DIRECTIONS FOR THIS TASK
Hunt for the word "GenerationError" across the entries below, copying each line that holds it.

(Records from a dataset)
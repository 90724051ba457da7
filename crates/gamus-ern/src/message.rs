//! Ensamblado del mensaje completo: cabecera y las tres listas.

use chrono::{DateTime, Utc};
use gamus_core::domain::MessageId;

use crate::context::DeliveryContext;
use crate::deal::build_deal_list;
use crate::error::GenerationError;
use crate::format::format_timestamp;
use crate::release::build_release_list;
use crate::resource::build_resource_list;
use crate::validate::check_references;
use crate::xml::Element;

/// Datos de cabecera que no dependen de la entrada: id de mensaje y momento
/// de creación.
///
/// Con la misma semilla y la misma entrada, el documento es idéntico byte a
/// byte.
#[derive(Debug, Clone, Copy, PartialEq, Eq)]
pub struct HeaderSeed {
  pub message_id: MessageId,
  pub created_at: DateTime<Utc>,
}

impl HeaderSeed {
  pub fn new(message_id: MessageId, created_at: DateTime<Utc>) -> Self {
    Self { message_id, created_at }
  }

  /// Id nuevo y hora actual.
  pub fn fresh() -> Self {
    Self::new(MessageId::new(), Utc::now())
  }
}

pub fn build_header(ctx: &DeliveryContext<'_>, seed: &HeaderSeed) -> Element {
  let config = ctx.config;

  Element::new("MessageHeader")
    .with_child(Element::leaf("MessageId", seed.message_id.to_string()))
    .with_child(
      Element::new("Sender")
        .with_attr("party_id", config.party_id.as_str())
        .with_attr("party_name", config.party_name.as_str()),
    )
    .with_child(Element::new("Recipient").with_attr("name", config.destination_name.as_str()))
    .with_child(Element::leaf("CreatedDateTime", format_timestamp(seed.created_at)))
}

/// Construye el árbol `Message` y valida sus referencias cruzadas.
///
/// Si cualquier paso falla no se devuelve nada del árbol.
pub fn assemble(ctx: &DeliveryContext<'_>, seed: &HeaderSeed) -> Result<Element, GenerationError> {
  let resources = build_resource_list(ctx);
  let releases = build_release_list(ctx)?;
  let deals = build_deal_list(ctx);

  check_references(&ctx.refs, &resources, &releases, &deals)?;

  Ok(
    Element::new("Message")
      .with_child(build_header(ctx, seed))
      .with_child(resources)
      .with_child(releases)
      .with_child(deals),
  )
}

SOLUTION
use crate::error::GenerationError;
pub fn assemble(ctx: &DeliveryContext<'_>, seed: &HeaderSeed) -> Result<Element, GenerationError> {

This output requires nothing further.